Jahrelang wurde Lionel Messi daran gemessen, ob er Argentinien erstmals seit 1986 wieder zum WM-Titel führen kann. 2022 gelang ihm genau das: Im Finale gegen Frankreich führte der Superstar sein Land zum Triumph – und krönte eine Karriere, die längst zu den erfolgreichsten der Sportgeschichte zählt.
Nach dem WM-Sieg stellte sich jedoch die nächste große Frage: Wo würde der Argentinier künftig auf Klubebene spielen? Sein Vertrag bei Paris Saint-Germain lief 2023 aus, gleichzeitig lockte die saudische Pro League mit einem Angebot, das Medienberichten zufolge bis zu 400 Mio. US-$ pro Jahr wert gewesen sein soll.
Der 38-Jährige entschied sich anders. Statt nach Saudi-Arabien wechselte er in die Major League Soccer zu Inter Miami. Kurzfristig ließ er damit wohl Geld liegen, langfristig eröffnete sich ihm ein neues Geschäftsmodell. In der vergangenen Saison verdiente er laut Forbes-Schätzung rund 70 Mio. US-$ durch sportliche Einnahmen, dazu kamen weitere 70 Mio. US-$ aus Sponsoring & Business. Nun erreicht er den nächsten Meilenstein: Forbes schätzt sein Vermögen auf 1,1 Mrd. US-$.

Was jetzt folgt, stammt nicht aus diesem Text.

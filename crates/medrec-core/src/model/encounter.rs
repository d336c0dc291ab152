use serde::{Deserialize, Serialize};
use time::OffsetDateTime;

use super::patient::{Location, Patient};
use super::visit::Visit;
use crate::id::generate_uuid;

/// Kind of clinical encounter (e.g. adult initial, return visit, lab).
#[derive(Debug, Clone, PartialEq, Eq, Hash, Serialize, Deserialize)]
pub struct EncounterType {
    pub encounter_type_id: i32,
    #[serde(default = "generate_uuid")]
    pub uuid: String,
    pub name: String,
    #[serde(default, skip_serializing_if = "Option::is_none")]
    pub description: Option<String>,
}

impl EncounterType {
    pub fn new(encounter_type_id: i32, name: impl Into<String>) -> Self {
        Self {
            encounter_type_id,
            uuid: generate_uuid(),
            name: name.into(),
            description: None,
        }
    }

    #[must_use]
    pub fn with_uuid(mut self, uuid: impl Into<String>) -> Self {
        self.uuid = uuid.into();
        self
    }
}

/// A clinical event for one patient at one point in time.
#[derive(Debug, Clone, PartialEq, Eq, Serialize, Deserialize)]
pub struct Encounter {
    /// `None` until the encounter has been persisted.
    pub encounter_id: Option<i32>,
    pub uuid: String,
    pub encounter_type: EncounterType,
    pub patient: Patient,
    pub location: Option<Location>,
    #[serde(with = "time::serde::rfc3339")]
    pub encounter_datetime: OffsetDateTime,
    pub visit: Option<Visit>,
}

impl Encounter {
    pub fn new(
        patient: Patient,
        encounter_type: EncounterType,
        encounter_datetime: OffsetDateTime,
    ) -> Self {
        Self {
            encounter_id: None,
            uuid: generate_uuid(),
            encounter_type,
            patient,
            location: None,
            encounter_datetime,
            visit: None,
        }
    }

    #[must_use]
    pub fn with_location(mut self, location: Location) -> Self {
        self.location = Some(location);
        self
    }

    #[must_use]
    pub fn with_visit(mut self, visit: Visit) -> Self {
        self.visit = Some(visit);
        self
    }

    pub fn is_persisted(&self) -> bool {
        self.encounter_id.is_some()
    }

    pub fn has_visit(&self) -> bool {
        self.visit.is_some()
    }

    /// Attach `visit` if the encounter has none yet. Returns `false` and
    /// leaves the existing visit in place otherwise.
    pub fn attach_visit(&mut self, visit: Visit) -> bool {
        if self.visit.is_some() {
            return false;
        }
        self.visit = Some(visit);
        true
    }
}

#[cfg(test)]
mod tests {
    use super::*;
    use crate::model::VisitType;
    use time::macros::datetime;

    #[test]
    fn test_attach_visit_only_once() {
        let at = datetime!(2024-03-01 10:15:00 UTC);
        let patient = Patient::new(2);
        let mut encounter = Encounter::new(patient.clone(), EncounterType::new(5, "Return"), at);

        let first = Visit::new(patient.clone(), VisitType::new(2, "Return TB Clinic"), at);
        let first_uuid = first.uuid.clone();
        assert!(encounter.attach_visit(first));

        let second = Visit::new(patient, VisitType::new(4, "Other"), at);
        assert!(!encounter.attach_visit(second));
        assert_eq!(encounter.visit.unwrap().uuid, first_uuid);
    }
}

Der Großteil davon stammt aus den über Jahre aufgebauten Barvermögen und Wertsteigerungen seiner Karriere. Hinzu kommt eine Option, nach dem Karriereende eine Beteiligung an Inter Miami zu erwerben – jenem Klub, dessen Wert seit seiner Ankunft massiv gestiegen ist.
Damit ist der Weltmeister laut Forbes-Ranking der fünftreichste Mensch Argentiniens. Zugleich gehört er zu einer kleinen Gruppe aktiver Sportler, die bereits während ihrer Laufbahn Milliardäre wurden. Neben ihm zählen LeBron James, Tiger Woods und Cristiano Ronaldo dazu. Auch David Beckham, ehemaliger Fußballstar und heute Minderheitseigentümer von Inter Miami, erreichte zuletzt die Marke von 1 Mrd. US-$ – allerdings 13 Jahre nach seinem Rücktritt. In vielerlei Hinsicht gilt Beckham als Blaupause für den Weg, den der Argentinier in den USA eingeschlagen hat.

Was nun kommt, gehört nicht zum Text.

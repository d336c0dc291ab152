use std::path::PathBuf;

use clap::{Args, Parser, Subcommand, ValueEnum};

#[derive(Parser)]
#[command(name = "medrec")]
#[command(about = "Medrec CLI: inspect authorization rules and visit assignment")]
#[command(version)]
pub struct Cli {
    #[command(subcommand)]
    pub command: Commands,

    /// Settings file (defaults to ./medrec.toml when present)
    #[arg(short, long, global = true, env = "MEDREC_CONFIG")]
    pub config: Option<PathBuf>,

    /// Output format
    #[arg(short, long, global = true)]
    pub format: Option<OutputFormat>,
}

#[derive(Clone, Copy, ValueEnum, Default)]
pub enum OutputFormat {
    #[default]
    Table,
    Json,
}

#[derive(Subcommand)]
pub enum Commands {
    /// List guarded operations and the privileges they require
    Operations,
    /// Check whether a user may call an operation
    Check(CheckArgs),
    /// Resolve the visit type mapped to an encounter type
    ResolveVisitType(ResolveVisitTypeArgs),
    /// Run visit assignment for a new encounter
    AssignVisit(AssignVisitArgs),
}

#[derive(Args)]
pub struct CheckArgs {
    /// Username, or "anonymous"
    pub user: String,
    /// Operation ID (e.g. encounter.create)
    pub operation: String,
}

#[derive(Args)]
pub struct ResolveVisitTypeArgs {
    /// Encounter type id, uuid or name
    pub encounter_type: String,
}

#[derive(Args)]
pub struct AssignVisitArgs {
    /// Patient id
    #[arg(long)]
    pub patient: i32,

    /// Location id
    #[arg(long)]
    pub location: Option<i32>,

    /// Encounter type id, uuid or name
    #[arg(long)]
    pub encounter_type: String,

    /// Encounter datetime (RFC 3339), defaults to now
    #[arg(long)]
    pub at: Option<String>,

    /// Save the encounter as this user instead of only running the handler
    #[arg(long = "as")]
    pub user: Option<String>,
}

#[cfg(test)]
mod tests {
    use super::*;

    #[test]
    fn test_parses_assign_visit() {
        let cli = Cli::try_parse_from([
            "medrec",
            "--format",
            "json",
            "assign-visit",
            "--patient",
            "7",
            "--encounter-type",
            "Admission",
            "--as",
            "nurse",
        ])
        .unwrap();

        assert!(matches!(cli.format, Some(OutputFormat::Json)));
        match cli.command {
            Commands::AssignVisit(args) => {
                assert_eq!(args.patient, 7);
                assert_eq!(args.encounter_type, "Admission");
                assert_eq!(args.user.as_deref(), Some("nurse"));
                assert!(args.location.is_none());
            }
            _ => panic!("expected assign-visit"),
        }
    }

    #[test]
    fn test_check_requires_operation() {
        assert!(Cli::try_parse_from(["medrec", "check", "nurse"]).is_err());
    }
}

Geboren wurde Lionel Messi in einer Arbeiterfamilie rund 320 Kilometer nordwestlich von Buenos Aires. Als Jugendspieler beim Klub Newell’s Old Boys in Rosario wurde bei ihm ein Wachstumshormonmangel diagnostiziert. Der FC Barcelona holte ihn im Alter von 13 Jahren in seine Akademie nach Spanien und übernahm die Kosten für die Behandlung.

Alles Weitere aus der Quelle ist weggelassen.